Grouping Data
Grouping data is an essential task for data analysis, allowing us to understand and manipulate data at a group level. Pandas provides the groupby() function to facilitate this, implementing the split-apply-combine pattern. This pattern involves splitting the data into groups, applying a function to each group, and then combining the results.
Splitting
To illustrate how groupby() works, let's use a dataset and go through an example step by step.
Importing Libraries and Loading Data
import pandas as pd
import numpy as np
# Load the US census data
df = pd.read_csv('datasets/census.csv')
# Exclude state-level summarizations
df = df[df['SUMLEV'] == 50]
df.head()
Grouping by State
First, let's calculate the average population for each state using a for loop and timing the operation.
%%timeit -n 3
for state in df['STNAME'].unique():
avg = np.average(df.where(df['STNAME'] == state).dropna()['CENSUS2010POP'])
print('Counties in state ' + state + ' have an average population of ' + str(avg))
Now, let's use groupby() to achieve the same result more efficiently.
%%timeit -n 3
for group, frame in df.groupby('STNAME'):
avg = np.average(frame['CENSUS2010POP'])
print('Counties in state ' + group + ' have an average population of ' + str(avg))

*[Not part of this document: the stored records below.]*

//! JSON file-backed settings store

use std::collections::BTreeMap;
use std::path::{Path, PathBuf};

use super::ScoreStore;
use crate::error::StoreError;

/// Settings persisted as a flat JSON object of integers.
///
/// Writes go to a temporary file that is renamed over the original.
#[derive(Debug, Clone)]
pub struct JsonFileStore {
    path: PathBuf,
    values: BTreeMap<String, i64>,
}

impl JsonFileStore {
    /// Open a store; a missing file starts empty
    pub fn open(path: impl Into<PathBuf>) -> Result<Self, StoreError> {
        let path = path.into();
        let values = match std::fs::read_to_string(&path) {
            Ok(json) => {
                let values: BTreeMap<String, i64> = serde_json::from_str(&json)?;
                log::info!("Loaded {} settings from {}", values.len(), path.display());
                values
            }
            Err(err) if err.kind() == std::io::ErrorKind::NotFound => {
                log::info!("No settings at {}, starting fresh", path.display());
                BTreeMap::new()
            }
            Err(err) => return Err(err.into()),
        };
        Ok(Self { path, values })
    }

    pub fn path(&self) -> &Path {
        &self.path
    }

    /// Write all values to disk
    pub fn flush(&self) -> Result<(), StoreError> {
        let json = serde_json::to_string_pretty(&self.values)?;
        let tmp = self.path.with_extension("tmp");
        std::fs::write(&tmp, json)?;
        std::fs::rename(&tmp, &self.path)?;
        Ok(())
    }
}

impl ScoreStore for JsonFileStore {
    fn get_integer(&self, key: &str) -> i64 {
        self.values.get(key).copied().unwrap_or(0)
    }

    fn set_integer(&mut self, key: &str, value: i64) {
        self.values.insert(key.to_string(), value);
        match self.flush() {
            Ok(()) => log::info!("Saved {key}={value}"),
            Err(err) => log::warn!("Could not save {key}: {err}"),
        }
    }
}
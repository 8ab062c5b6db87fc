//! Periodic spawn ticker
//!
//! Accumulates elapsed time against a fixed period. Wall and item spawns each
//! own an independent instance.

use serde::{Deserialize, Serialize};

use crate::error::{ConfigError, ensure_positive};

#[derive(Debug, Clone, PartialEq, Serialize, Deserialize)]
pub struct SpawnScheduler {
    period: f32,
    elapsed: f32,
}

impl SpawnScheduler {
    /// Scheduler that first fires after one full period
    pub fn new(period: f32) -> Result<Self, ConfigError> {
        ensure_positive("spawn period", period)?;
        Ok(Self {
            period,
            elapsed: 0.0,
        })
    }

    /// Scheduler that fires on its first tick, then once per period
    pub fn primed(period: f32) -> Result<Self, ConfigError> {
        let mut scheduler = Self::new(period)?;
        scheduler.elapsed = period;
        Ok(scheduler)
    }

    pub fn period(&self) -> f32 {
        self.period
    }

    /// Time accumulated toward the next firing
    pub fn elapsed(&self) -> f32 {
        self.elapsed
    }

    /// Advance by `dt` and return how many full periods elapsed, saturating
    /// at `u32::MAX`
    pub fn advance(&mut self, dt: f32) -> u32 {
        if dt > 0.0 {
            self.elapsed += dt;
        }
        if self.elapsed < self.period {
            return 0;
        }
        if !self.elapsed.is_finite() {
            self.elapsed = 0.0;
            return u32::MAX;
        }

        let elapsed = f64::from(self.elapsed);
        let period = f64::from(self.period);
        let periods = (elapsed / period).floor();
        // Rounding can push the remainder a hair outside [0, period)
        let remainder = (elapsed - periods * period).clamp(0.0, period) as f32;
        self.elapsed = if remainder < self.period { remainder } else { 0.0 };
        periods as u32
    }

    /// Advance by `dt`; true if at least one period elapsed
    pub fn tick(&mut self, dt: f32) -> bool {
        self.advance(dt) > 0
    }

}

#[cfg(test)]
mod tests {
    use super::*;
    use proptest::prelude::*;

    #[test]
    fn test_fires_once_per_period() {
        let mut s = SpawnScheduler::new(3.0).unwrap();
        assert!(!s.tick(1.0));
        assert!(!s.tick(1.0));
        assert!(s.tick(1.0));
        assert!(!s.tick(1.0));
        assert!((s.elapsed() - 1.0).abs() < 1e-6);
    }

    #[test]
    fn test_large_dt_fires_multiple_times() {
        let mut s = SpawnScheduler::new(5.0).unwrap();
        assert_eq!(s.advance(16.0), 3);
        assert!((s.elapsed() - 1.0).abs() < 1e-5);
    }

    #[test]
    fn test_huge_dt_counts_in_one_step() {
        let mut s = SpawnScheduler::new(3.0).unwrap();
        assert_eq!(s.advance(1.0e8), 33_333_333);
        assert!((s.elapsed() - 1.0).abs() < 1e-3);

        let mut s = SpawnScheduler::new(3.0).unwrap();
        assert_eq!(s.advance(f32::MAX), u32::MAX);
        assert!(s.elapsed() >= 0.0 && s.elapsed() < s.period());
        assert!(!s.tick(0.0));
    }

    #[test]
    fn test_tiny_period_does_not_drift() {
        let mut s = SpawnScheduler::new(1.0e-7).unwrap();
        let fired = s.advance(1.0);
        assert!((9_999_990..=10_000_000).contains(&fired), "fired {fired}");
        assert!(s.elapsed() < s.period());
    }

    #[test]
    fn test_primed_fires_immediately() {
        let mut s = SpawnScheduler::primed(3.0).unwrap();
        assert!(s.tick(1.0 / 60.0));
        assert!(!s.tick(1.0));
    }

    #[test]
    fn test_frozen_clock_never_fires() {
        let mut s = SpawnScheduler::new(3.0).unwrap();
        for _ in 0..1000 {
            assert!(!s.tick(0.0));
        }
    }

    #[test]
    fn test_rejects_bad_period() {
        assert!(SpawnScheduler::new(0.0).is_err());
        assert!(SpawnScheduler::new(-1.0).is_err());
    }

    proptest! {
        #[test]
        fn prop_fire_count_matches_elapsed(steps in prop::collection::vec(1u32..200, 1..50)) {
            // Integer milliseconds avoid float drift in the expected count
            let mut s = SpawnScheduler::new(3.0).unwrap();
            let mut fired = 0u32;
            let mut total_ms = 0u32;
            for ms in steps {
                total_ms += ms;
                fired += s.advance(ms as f32 / 1000.0);
            }
            let expected = total_ms / 3000;
            prop_assert!(fired == expected || fired + 1 == expected || fired == expected + 1);
        }
    }
}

Using Functions for Grouping
We can also group data by using custom functions. For example, we can group states into batches based on the first letter of the state name.
df = df.set_index('STNAME')
def set_batch_number(item):
if item[0] < 'M':
return 0
if item[0] < 'Q':
return 1
return 2
for group, frame in df.groupby(set_batch_number):
print('There are ' + str(len(frame)) + ' records in group ' + str(group) + ' for processing.')
Grouping with Multi-Index
For more complex grouping, we can use a multi-index. Let's group Airbnb data by cancellation policy and review scores.
df = pd.read_csv("datasets/listings.csv")
df = df.set_index(["cancellation_policy", "review_scores_value"])
for group, frame in df.groupby(level=(0, 1)):
print(group)
We can also use a custom function to group the data.
def grouping_fun(item):
if item[1] == 10.0:
return (item[0], "10.0")
else:
return (item[0], "not 10.0")
for group, frame in df.groupby(by=grouping_fun):
print(group)
Applying Functions to Groups
Aggregation
Aggregation involves computing a summary statistic (e.g., mean, sum) for each group.
df = df.reset_index()
df.groupby("cancellation_policy").agg({"review_scores_value": np.nanmean})
df.groupby("cancellation_policy").agg({
"review_scores_value": (np.nanmean, np.nanstd),
"reviews_per_month": np.nanmean
})
Transformation
Transformation applies a function to each group, returning an object of the same size.
cols = ['cancellation_policy', 'review_scores_value']
transform_df = df[cols].groupby('cancellation_policy').transform(np.nanmean)
transform_df.rename({'review_scores_value': 'mean_review_scores'}, axis='columns', inplace=True)
df = df.merge(transform_df, left_index=True, right_index=True)
df['mean_diff'] = np.absolute(df['review_scores_value'] - df['mean_review_scores'])
df.head()
Filtering
Filtering removes entire groups based on a condition.
df.groupby('cancellation_policy').filter(lambda x: np.nanmean(x['review_scores_value']) > 9.2)
Applying Custom Functions
The apply() function allows applying an arbitrary function to each group and combining the results.
df = pd.read_csv("datasets/listings.csv")
df = df[['cancellation_policy', 'review_scores_value']]
def calc_mean_review_scores(group):
avg = np.nanmean(group["review_scores_value"])
group["review_scores_mean"] = np.abs(avg - group["review_scores_value"])
return group
df.groupby('cancellation_policy').apply(calc_mean_review_scores).head()